Capturing and Exploiting Sensory Data

A growing trend is the automated capture of  "sensory" data, and in the business systems context this data can be used as either a complement to or a replacement for "forms" data - information people key.

Typically, enterprise business systems rely on users (or machines) to supply transactions as "forms" (e.g., inventory balance reports, purchase requisitions). These are collected via screen input, or via an electronic feed expressed  in some document  standard (e.g., ANSI x12, cXML).

“Sensory" data relates directly to some physical phenomenon - e.g., cameras capture light patterns to record a rainbow, oscilloscopes capture wave forms. The sensory data regarding process plant performance might be comprised of a stream of 100 measurements per second for monitoring
(and perhaps more for remote control).

As a specific example, to implement 100% monitoring of a power feed
modulated at  60 cycles per second, the sensing process might be
configured to capture 100 bytes per cycle. At 100% sampling,  monitoring
would generate 21.6 million bytes of information per operating hour and
an aggregate of 189 gigabytes per 365-day year. If transported realtime,
the data would stream across the network at about 48 kbs (roughly 3%
of an industrial  medium-speed Internet connection).

Not  many years ago collecting, moving and storing 200 gigabytes of data
per year  would have been presented formidable technical and monetary
problems. However, with today's "brute force"  levels of computing and
networking performance, a stream of sensory data can piggyback on the company's internal intranet (typically Ethernet and wireless intranet extensions) and on the Internet. It is in fact preferable to stream the data to its ultimate destination, because networks behave better with steady flows rather than herky-jerky lumps of data.

Clearly, there is a lot of sensory data available for capture, as almost every device becomes "intelligent" and networkable. To what extent it is worthwhile to capture sensory data depends in part on whether that data can displace more costly "forms" data.

For example, a power-consuming industrial company may have people doing meter-reading and acting as "human telemetry" devices - keying the readings into some system (or worse still, writing it down for someone else to enter). At today's prices, the very limited data from "forms" input might cost several times as much as automated, fine-grain sensory data capture.

With respect to exploiting new data feeds, the substitution for forms input might  be a straightforward computation process - e.g., sum the raw data from 24 hours of sensor  measurements to report daily consumption.

In other cases, it may take something more sophisticated - e.g., under "vendor managed inventory," the stream of inventory withdrawal measurements can be used to determine at what point the inventory needs to be replenished, with that
estimate also incorporating sensory data from vehicles, seller production rates, etc. VMI eliminates ordinary form-based creation of requisitions, POs, and sales orders.

There is the risk that even though sensory data is captured, obsolescent forms-oriented data input will continue as well, duplicating effort and creating reconciliation problems.

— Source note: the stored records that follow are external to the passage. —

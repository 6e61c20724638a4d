use modsh::help::COMMANDS;
use rustyline::completion::{Completer, Pair};
use rustyline::highlight::Highlighter;
use rustyline::hint::Hinter;
use rustyline::validate::Validator;
use rustyline::{Context, Helper};
use std::borrow::Cow;
use std::sync::{Arc, PoisonError, RwLock};

/// Names the REPL refreshes before every prompt.
#[derive(Default)]
pub struct Names {
    pub modules: Vec<String>,
    pub vars: Vec<String>,
}

pub struct ModshHelper {
    builtins: Vec<String>,
    names: Arc<RwLock<Names>>,
}

impl ModshHelper {
    pub fn new(builtins: Vec<String>, names: Arc<RwLock<Names>>) -> Self {
        Self { builtins, names }
    }
}

impl Completer for ModshHelper {
    type Candidate = Pair;

    fn complete(
        &self,
        line: &str,
        pos: usize,
        _ctx: &Context<'_>,
    ) -> rustyline::Result<(usize, Vec<Pair>)> {
        let line_to_cursor = &line[..pos];
        let (start, word) = find_word_start(line_to_cursor);

        let names = self.names.read().unwrap_or_else(PoisonError::into_inner);
        let mut completions = Vec::new();

        if let Some(partial) = word.strip_prefix('$') {
            for var in names.vars.iter().filter(|v| v.starts_with(partial)) {
                completions.push(Pair {
                    display: format!("${var}"),
                    replacement: format!("${var}"),
                });
            }
            return Ok((start, completions));
        }

        if word.is_empty() {
            return Ok((pos, completions));
        }

        let is_first_word = !line_to_cursor[..start].contains(|c: char| !c.is_whitespace());
        if is_first_word {
            for cmd in COMMANDS.iter().filter(|c| c.name.starts_with(word)) {
                completions.push(Pair {
                    display: cmd.name.to_string(),
                    replacement: format!("{} ", cmd.name),
                });
            }
            for module in names.modules.iter().filter(|m| m.starts_with(word)) {
                completions.push(Pair {
                    display: module.clone(),
                    replacement: format!("{module} "),
                });
            }
        }

        for builtin in self.builtins.iter().filter(|b| b.starts_with(word)) {
            completions.push(Pair {
                display: format!("{builtin}()"),
                replacement: format!("{builtin}("),
            });
        }

        Ok((start, completions))
    }
}

/// Start of the word under the cursor. Call syntax characters split words.
fn find_word_start(line: &str) -> (usize, &str) {
    let mut start = line.len();
    for (i, c) in line.char_indices().rev() {
        if c.is_whitespace() || matches!(c, '(' | ')' | ',' | '|' | '>' | '"' | '\'') {
            break;
        }
        start = i;
    }
    (start, &line[start..])
}

impl Hinter for ModshHelper {
    type Hint = String;

    fn hint(&self, _line: &str, _pos: usize, _ctx: &Context<'_>) -> Option<String> {
        None
    }
}

impl Highlighter for ModshHelper {
    fn highlight_hint<'h>(&self, hint: &'h str) -> Cow<'h, str> {
        Cow::Borrowed(hint)
    }
}

impl Validator for ModshHelper {}

impl Helper for ModshHelper {}

#[cfg(test)]
mod tests {
    use super::*;

    #[test]
    fn word_boundaries_include_call_syntax() {
        assert_eq!(find_word_start("echo(toup"), (5, "toup"));
        assert_eq!(find_word_start("a |> rev"), (5, "rev"));
        assert_eq!(find_word_start("x = $lh"), (4, "$lh"));
        assert_eq!(find_word_start(""), (0, ""));
    }
}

Companies often are split into two cultures - the traditional business systems culture (not just the business systems people configuring the ERP, but the cost accountants, safety administrators, etc.) and the process management culture (plant operations, plant maintenance). That gap may be the root cause of by splits in the companies' databases and data management strategy.

There are other "change control" matters to address. Sensory data capture may be caught  in conflict,  because the data is so useful as to be “too” useful. As an example, people who drive vehicles (including I presume most readers of this text) might see in general the value of "sensory" data, but might not want the sensory data from their own vehicle "captured" (speed, rate of acceleration, sounds of metal bending, etc.).

Nevertheless, it seems clear that an important "future" for enterprise business systems application architectures is the graceful blending of classic transaction data with sensory data.